GAO has regularly informed VA of its cybersecurity risk. In a 2016 report, GAO highlighted challenges VA faced in safeguarding its IT systems. A 2018 report looking at government cybersecurity as a whole labeled VA as having significant weaknesses in its attempt to secure its systems. And in July 2019, GAO reported that the department had fully met only one of the five foundational practices for establishing a cybersecurity risk management program—that of establishing the role of a cybersecurity risk executive.

According to that 2019 report, while VA had put someone in charge of cybersecurity, it had not fully developed a cybersecurity risk management strategy; documented risk-based cybersecurity policies; conducted an agencywide risk assessment; or established coordination between cybersecurity and enterprise risk management.

Cyber-Related Threats

“The lack of key cybersecurity management elements at VA is concerning given that agencies’ systems are increasingly susceptible to the multitude of cyber-related threats that exist,” the report concluded.

VA has downplayed the impact of this latest data breach, noting that only 13 community care providers had been affected, with a total of six payments being diverted.

Legislators on both the House and Senate Veterans’ Affairs committees have written separate letters to VA Secretary Robert Wilkie calling for answers about how VA plans to shore up its cybersecurity, however.

The House letter, crafted by the Republicans on that committee, was relatively reserved in tone with legislators applauding VA for its quick actions to investigate the breach but requesting a staff-level briefing on the incident.

“Data breaches of any kind are concerning, but particularly so when the targeted data is in trust by the U.S. government and where it affects veterans,” the House letter states.

The Senate letter—this one crafted by the Democrats on that committee—was sterner. It included a list of cybersecurity-related questions the legislators wanted answers to.

“It appears the department remains in a reactive posture, waiting for cybersecurity or business vulnerabilities to arise,” the letter notes. “This most recent data breach is unacceptable. It also exposes the fact that VA has not taken the necessary steps to ensure oversight, accountability, and security of the vast financial and other personal data it collects and processes to perform its critical services for America’s veterans.”

Another report released in September suggests that the continued inability for VA to fully address cybersecurity is an issue that’s echoed throughout the highest levels of the government. This report, titled “Cybersecurity: Clarity of Leadership Urgently Needed to Fully Implement National Strategy” notes that a lack of direction from the White House has hampered departments’ ability to meet their security goals.

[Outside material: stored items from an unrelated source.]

use anyhow::Result;
use std::sync::Arc;
use tracing::{info, warn};
use transcripter_core::{
    HttpTranscriptionBackend, SessionRegistry, StreamingConfig, TranscriptionGateway,
};

#[tokio::main]
async fn main() -> Result<()> {
    tracing_subscriber::fmt::init();

    let config = Arc::new(StreamingConfig::from_env()?);

    info!("Transcripter core v0.1.0");
    info!(
        "Segment: {} bytes (~{:.1}s), overlap: {}ms, throttle: {}ms",
        config.segment_size_bytes,
        config.segment_size_bytes as f64 / config.bytes_per_second() as f64,
        config.overlap_ms,
        config.min_dispatch_interval_ms
    );
    info!("Transcription backend: {}", config.api_url);

    if config.api_key.is_empty() {
        warn!("TRANSCRIPTER_API_KEY not set; backend requests will be rejected");
    }

    let backend = Arc::new(HttpTranscriptionBackend::new(&config)?);
    let gateway = Arc::new(TranscriptionGateway::new(backend, &config));
    let registry = SessionRegistry::new(gateway, config);

    info!(
        "Ready for transport layer to create sessions ({} active)",
        registry.len().await
    );

    Ok(())
}
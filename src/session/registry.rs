use anyhow::{Context, Result};
use base64::Engine;
use std::collections::HashMap;
use std::sync::atomic::{AtomicBool, Ordering};
use std::sync::Arc;
use tokio::sync::{mpsc, RwLock};
use tracing::{info, warn};

use super::events::{ClientEvent, LanguageMode, SessionEvent};
use super::session::SessionTask;
use crate::config::StreamingConfig;
use crate::transcribe::TranscriptionGateway;

/// Mailbox depth per session. Audio producers back off (await) when a
/// session falls this far behind.
const MAILBOX_CAPACITY: usize = 64;

/// Cheap handle to a running session task.
///
/// All methods feed the session's mailbox; sends to a session that already
/// shut down are silently ignored (late audio after close is not an error).
#[derive(Clone)]
pub struct SessionHandle {
    id: String,
    tx: mpsc::Sender<SessionEvent>,
    closed: Arc<AtomicBool>,
}

impl SessionHandle {
    pub fn id(&self) -> &str {
        &self.id
    }

    /// Whether the session has finished its final flush.
    pub fn is_closed(&self) -> bool {
        self.closed.load(Ordering::SeqCst)
    }

    /// Deliver raw PCM bytes to the session.
    pub async fn audio(&self, bytes: Vec<u8>) {
        let _ = self.tx.send(SessionEvent::Audio(bytes)).await;
    }

    /// Deliver a base64-encoded PCM payload, for transports that carry audio
    /// as text frames.
    pub async fn audio_base64(&self, payload: &str) -> Result<()> {
        let bytes = base64::engine::general_purpose::STANDARD
            .decode(payload)
            .context("Invalid base64 audio payload")?;
        self.audio(bytes).await;
        Ok(())
    }

    /// Request an orderly stop: final flush, then `stopped`.
    pub async fn stop(&self) {
        let _ = self.tx.send(SessionEvent::Stop).await;
    }

    /// Connection dropped without an explicit stop; same teardown as stop.
    pub async fn disconnect(&self) {
        let _ = self.tx.send(SessionEvent::Disconnect).await;
    }
}

/// Keyed collection of live sessions, driven by connection lifecycle events.
///
/// The registry is the only structure shared across sessions; everything
/// else is owned by the per-session task.
pub struct SessionRegistry {
    sessions: Arc<RwLock<HashMap<String, SessionHandle>>>,
    gateway: Arc<TranscriptionGateway>,
    config: Arc<StreamingConfig>,
}

impl SessionRegistry {
    pub fn new(gateway: Arc<TranscriptionGateway>, config: Arc<StreamingConfig>) -> Self {
        Self {
            sessions: Arc::new(RwLock::new(HashMap::new())),
            gateway,
            config,
        }
    }

    /// Create a session and spawn its task. Outbound events go to
    /// `outbound`, which the transport layer drains toward the client.
    ///
    /// A duplicate create replaces the prior session, which is shut down.
    pub async fn create(
        &self,
        id: &str,
        mode: LanguageMode,
        outbound: mpsc::Sender<ClientEvent>,
    ) -> SessionHandle {
        let (tx, rx) = mpsc::channel(MAILBOX_CAPACITY);
        let closed = Arc::new(AtomicBool::new(false));

        let task = SessionTask::new(
            id.to_string(),
            mode,
            outbound,
            Arc::clone(&self.gateway),
            Arc::clone(&self.config),
            Arc::clone(&closed),
        );
        tokio::spawn(task.run(rx));

        let handle = SessionHandle {
            id: id.to_string(),
            tx,
            closed,
        };

        let prior = {
            let mut sessions = self.sessions.write().await;
            sessions.insert(id.to_string(), handle.clone())
        };

        if let Some(old) = prior {
            warn!("Replacing existing session {}", id);
            old.disconnect().await;
        }

        info!("Session {} registered", id);
        handle
    }

    pub async fn get(&self, id: &str) -> Option<SessionHandle> {
        self.sessions.read().await.get(id).cloned()
    }

    /// Remove and shut down a session. Removing an unknown id is a no-op.
    pub async fn remove(&self, id: &str) {
        let removed = {
            let mut sessions = self.sessions.write().await;
            sessions.remove(id)
        };

        if let Some(handle) = removed {
            handle.disconnect().await;
            info!("Session {} removed", id);
        }
    }

    pub async fn len(&self) -> usize {
        self.sessions.read().await.len()
    }

    pub async fn is_empty(&self) -> bool {
        self.sessions.read().await.is_empty()
    }
}
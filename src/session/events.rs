use chrono::{DateTime, Utc};
use serde::{Deserialize, Serialize};

/// Language selection made by the client at session start.
#[derive(Debug, Clone, PartialEq, Eq, Serialize, Deserialize)]
#[serde(rename_all = "lowercase")]
pub enum LanguageMode {
    /// Detect the spoken language from transcripts.
    Auto,
    /// Use a fixed language tag for every request.
    Fixed(String),
}

impl LanguageMode {
    pub fn is_auto(&self) -> bool {
        matches!(self, LanguageMode::Auto)
    }
}

/// Inbound events delivered to a session's mailbox.
///
/// The transport layer translates its own messages into these; within one
/// session they are processed strictly in arrival order.
#[derive(Debug)]
pub enum SessionEvent {
    /// Raw PCM bytes from the client microphone.
    Audio(Vec<u8>),
    /// Explicit stop request; triggers the final flush.
    Stop,
    /// Connection dropped without a stop; treated like a stop.
    Disconnect,
}

/// Outbound events delivered back to the transport layer.
#[derive(Debug, Clone, Serialize, Deserialize)]
#[serde(tag = "event", rename_all = "kebab-case")]
pub enum ClientEvent {
    /// Emitted once after session creation.
    Ready {
        session_id: String,
        language: String,
        auto_detect: bool,
    },

    /// Emitted at most once per session, when detection locks.
    LanguageDetected {
        language: String,
        language_name: String,
        confidence: f64,
    },

    InterimTranscript {
        text: String,
        language: String,
        timestamp: DateTime<Utc>,
    },

    FinalTranscript {
        text: String,
        language: String,
        timestamp: DateTime<Utc>,
    },

    Error {
        message: String,
    },

    /// Emitted after the final flush completes; always the last event.
    Stopped,
}

#[cfg(test)]
mod tests {
    use super::*;

    #[test]
    fn events_serialize_with_kebab_case_tags() {
        let event = ClientEvent::LanguageDetected {
            language: "hi-IN".to_string(),
            language_name: "Hindi (हिंदी)".to_string(),
            confidence: 0.95,
        };

        let json = serde_json::to_value(&event).unwrap();
        assert_eq!(json["event"], "language-detected");
        assert_eq!(json["language"], "hi-IN");

        let json = serde_json::to_value(ClientEvent::Stopped).unwrap();
        assert_eq!(json["event"], "stopped");
    }

    #[test]
    fn events_round_trip_through_json() {
        let event = ClientEvent::InterimTranscript {
            text: "hello there".to_string(),
            language: "en-IN".to_string(),
            timestamp: Utc::now(),
        };

        let json = serde_json::to_string(&event).unwrap();
        let back: ClientEvent = serde_json::from_str(&json).unwrap();
        match back {
            ClientEvent::InterimTranscript { text, language, .. } => {
                assert_eq!(text, "hello there");
                assert_eq!(language, "en-IN");
            }
            other => panic!("wrong variant: {:?}", other),
        }
    }
}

“GAO and others have reported on the urgency and necessity of clearly defining a central leadership role in order to coordinate the government’s efforts to overcome the nation’s cyber-related threats and challenges,” the report states. Investigators contend that, since the elimination of the White House cybersecurity coordinator position in May 2018, it remains unclear which officials maintains ultimate responsibility for not only coordination the execution of the National Cyber Strategy but holding federal agencies accountable.